On 25/09/2020 00:05, Pavel Machek wrote:
> Hi!
>>>>> I believe you should simply delete confusing "introduction" and
>>>>> provide details of super-secure system where your patches would be
>>>>> useful, instead.
>>>> This RFC talks about converting dynamic code (which cannot be authenticated)
>>>> to static code that can be authenticated using signature verification. That
>>>> is the scope of this RFC.
>>>> If I have not been clear before, by dynamic code, I mean machine code that is
>>>> dynamic in nature. Scripts are beyond the scope of this RFC.
>>>> Also, malware compiled from sources is not dynamic code. That is orthogonal
>>>> to this RFC. If such malware has a valid signature that the kernel permits its
>>>> execution, we have a systemic problem.
>>>> I am not saying that script authentication or compiled malware are not problems.
>>>> I am just saying that this RFC is not trying to solve all of the security problems.
>>>> It is trying to define one way to convert dynamic code to static code to address
>>>> one class of problems.
>>> Well, you don't have to solve all problems at once.
>>> But solutions have to exist, and AFAIK in this case they don't. You
>>> are armoring doors, but ignoring open windows.
>> FYI, script execution is being addressed (for the kernel part) by this
>> patch series:
> Ok.
>>> Or very probably you are thinking about something different than
>>> normal desktop distros (Debian 10). Because on my systems, I have
>>> python, gdb and gcc...
>> It doesn't make sense for a tailored security system to leave all these
>> tools available to an attacker.
> And it also does not make sense to use "trampoline file descriptor" on
> generic system... while W^X should make sense there.

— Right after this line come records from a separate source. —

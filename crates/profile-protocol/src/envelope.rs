//! The outer frame: `MessageWithHeader` in spec terms. An [`Envelope`] wraps
//! exactly one of [`RequestFrame`] / [`ResponseFrame`] (§6); each frame in
//! turn carries an opaque, [`RequestType`]/[`ResponseType`]-tagged body
//! encoded with [`crate::messages`].

use prost::Message;

use crate::error::{ProtocolError, StatusCode};

/// Every request/response type this protocol defines. `SingleRequest`s
/// (§4.B, §4.C) carry no conversation state and need no signature; all
/// others are `ConversationRequest`s.
#[derive(Clone, Copy, PartialEq, Eq, Debug, Hash)]
#[repr(i32)]
pub enum RequestType {
    Ping = 0,
    ListRoles = 1,
    GetProfileInformation = 2,
    ProfileSearch = 3,
    ProfileSearchPart = 4,
    ProfileStats = 5,
    GetIdentityRelationships = 6,
    StartConversation = 7,
    CheckIn = 8,
    VerifyIdentity = 9,
    RegisterHosting = 10,
    UpdateProfile = 11,
    CancelHostingAgreement = 12,
    AppServiceAdd = 13,
    AppServiceRemove = 14,
    AddRelatedIdentity = 15,
    RemoveRelatedIdentity = 16,
    CanStoreData = 17,
    CanPublishIpns = 18,
    CallIdentityApplicationService = 19,
    AppServiceSendMessage = 20,
    IncomingCallNotification = 21,
    AppServiceReceiveMessageNotification = 22,
    StartNeighborhoodInit = 23,
    FinishNeighborhoodInit = 24,
    NeighborhoodSharedProfileUpdate = 25,
    StopNeighborhoodUpdates = 26,
}

impl RequestType {
    pub fn from_i32(v: i32) -> Option<Self> {
        use RequestType::*;
        Some(match v {
            0 => Ping,
            1 => ListRoles,
            2 => GetProfileInformation,
            3 => ProfileSearch,
            4 => ProfileSearchPart,
            5 => ProfileStats,
            6 => GetIdentityRelationships,
            7 => StartConversation,
            8 => CheckIn,
            9 => VerifyIdentity,
            10 => RegisterHosting,
            11 => UpdateProfile,
            12 => CancelHostingAgreement,
            13 => AppServiceAdd,
            14 => AppServiceRemove,
            15 => AddRelatedIdentity,
            16 => RemoveRelatedIdentity,
            17 => CanStoreData,
            18 => CanPublishIpns,
            19 => CallIdentityApplicationService,
            20 => AppServiceSendMessage,
            21 => IncomingCallNotification,
            22 => AppServiceReceiveMessageNotification,
            23 => StartNeighborhoodInit,
            24 => FinishNeighborhoodInit,
            25 => NeighborhoodSharedProfileUpdate,
            26 => StopNeighborhoodUpdates,
            _ => return None,
        })
    }

    /// `SingleRequest`s are idempotent and carry no conversation state (§4.C).
    pub fn is_single(self) -> bool {
        matches!(
            self,
            RequestType::Ping
                | RequestType::ListRoles
                | RequestType::GetProfileInformation
                | RequestType::ProfileSearch
                | RequestType::ProfileSearchPart
                | RequestType::ProfileStats
                | RequestType::GetIdentityRelationships
        )
    }

    /// Requests whose body must be signed over its canonical bytes because
    /// they mutate or assert identity-bearing state (§4.B).
    pub fn requires_signature(self) -> bool {
        matches!(
            self,
            RequestType::CheckIn
                | RequestType::VerifyIdentity
                | RequestType::UpdateProfile
                | RequestType::CancelHostingAgreement
                | RequestType::AppServiceAdd
                | RequestType::AppServiceRemove
                | RequestType::AddRelatedIdentity
                | RequestType::RemoveRelatedIdentity
                | RequestType::CanStoreData
                | RequestType::CanPublishIpns
        )
    }
}

#[derive(Clone, PartialEq, ::prost::Message)]
pub struct RequestFrame {
    /// Correlates a response to the request that produced it, and a
    /// server-originated request to the pending-response slot that will
    /// resume when the peer answers (§4.C).
    #[prost(uint32, tag = "1")]
    pub request_id: u32,
    #[prost(int32, tag = "2")]
    pub type_code: i32,
    /// Present iff [`RequestType::requires_signature`] for `type_code`.
    /// Signs the canonical (unsigned) encoding of `body` under the
    /// session's stored client public key (§4.B).
    #[prost(bytes = "vec", optional, tag = "3")]
    pub signature: Option<Vec<u8>>,
    #[prost(bytes = "vec", tag = "4")]
    pub body: Vec<u8>,
}

#[derive(Clone, PartialEq, ::prost::Message)]
pub struct ResponseFrame {
    #[prost(uint32, tag = "1")]
    pub request_id: u32,
    #[prost(int32, tag = "2")]
    pub type_code: i32,
    #[prost(int32, tag = "3")]
    pub status: i32,
    #[prost(string, optional, tag = "4")]
    pub error_message: Option<String>,
    #[prost(bytes = "vec", tag = "5")]
    pub body: Vec<u8>,
}

#[derive(Clone, PartialEq, ::prost::Oneof)]
pub enum EnvelopeKind {
    #[prost(message, tag = "1")]
    Request(RequestFrame),
    #[prost(message, tag = "2")]
    Response(ResponseFrame),
}

#[derive(Clone, PartialEq, ::prost::Message)]
pub struct Envelope {
    #[prost(oneof = "EnvelopeKind", tags = "1, 2")]
    pub kind: Option<EnvelopeKind>,
}

impl Envelope {
    pub fn request(frame: RequestFrame) -> Self {
        Self { kind: Some(EnvelopeKind::Request(frame)) }
    }

    pub fn response(frame: ResponseFrame) -> Self {
        Self { kind: Some(EnvelopeKind::Response(frame)) }
    }
}

impl ResponseFrame {
    pub fn ok(request_id: u32, type_code: RequestType, body: Vec<u8>) -> Self {
        Self {
            request_id,
            type_code: type_code as i32,
            status: StatusCode::Ok as i32,
            error_message: None,
            body,
        }
    }

    pub fn error(request_id: u32, type_code: RequestType, err: &ProtocolError) -> Self {
        Self {
            request_id,
            type_code: type_code as i32,
            status: err.status_code() as i32,
            error_message: err.message(),
            body: Vec::new(),
        }
    }

    /// A response to an unsolicited frame the codec could not even parse
    /// enough to recover a request id or type (§4.B, §6).
    pub fn unsolicited_protocol_violation(message: impl Into<String>) -> Self {
        Self {
            request_id: crate::primitives::UNSOLICITED_ERROR_MESSAGE_ID,
            type_code: -1,
            status: StatusCode::ProtocolViolation as i32,
            error_message: Some(message.into()),
            body: Vec::new(),
        }
    }
}

/// Encode a concrete body message to bytes.
pub fn encode_body<M: Message>(msg: &M) -> Vec<u8> {
    let mut buf = Vec::with_capacity(msg.encoded_len());
    // A `Vec<u8>` buffer never runs out of capacity to grow into, so this
    // only fails if the message is malformed, which prost's typestate rules
    // out for types built purely from `#[derive(Message)]` fields.
    msg.encode(&mut buf).expect("encoding a well-formed prost message cannot fail");
    buf
}

/// Decode a concrete body message, mapping failure to a protocol violation.
pub fn decode_body<M: Message + Default>(bytes: &[u8]) -> Result<M, ProtocolError> {
    M::decode(bytes).map_err(|e| ProtocolError::ProtocolViolation(format!("malformed body: {}", e)))
}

Well, as said before, (full/original/system-wide) W^X may require
trampfd (as well as other building-blocks).

I guess most Linux deployments are not on "generic systems"
anyway (even if they may be based on generic distros), and W^X
contradicts the fact that users/attackers can do whatever they want on
the system.

>>> It would be nice to specify what other pieces need to be present for
>>> this to make sense -- because it makes no sense on Debian 10.
>> Not all kernel features make sense for a generic/undefined usage,
>> especially specific security mechanisms (e.g. SELinux, Smack, Tomoyo,
>> SafeSetID, LoadPin, IMA, IPE, secure/trusted boot, lockdown, etc.), but
>> they can still be definitely useful.
> Yep... so... I'd expect something like... "so you have single-purpose
> system

No one talked about a single-purpose system.

> with all script interpreters removed,

Not necessarily with the patch series I pointed out just before.

> IMA hashing all the files
> to make sure they are not modified, and W^X enabled.

System-wide W^X is not only for memory, and as Madhavan said: "this RFC
pertains to converting dynamic [writable] machine code to static
[non-writable] code".

> Attacker can
> still execute code after buffer overflow by .... and trapoline file
> descriptor addrsses that"... so that people running generic systems
> can stop reading after first sentence.

Are you proposing to add a
"[feature-not-useful-without-a-proper-system-configuration]" tag in
subjects? :)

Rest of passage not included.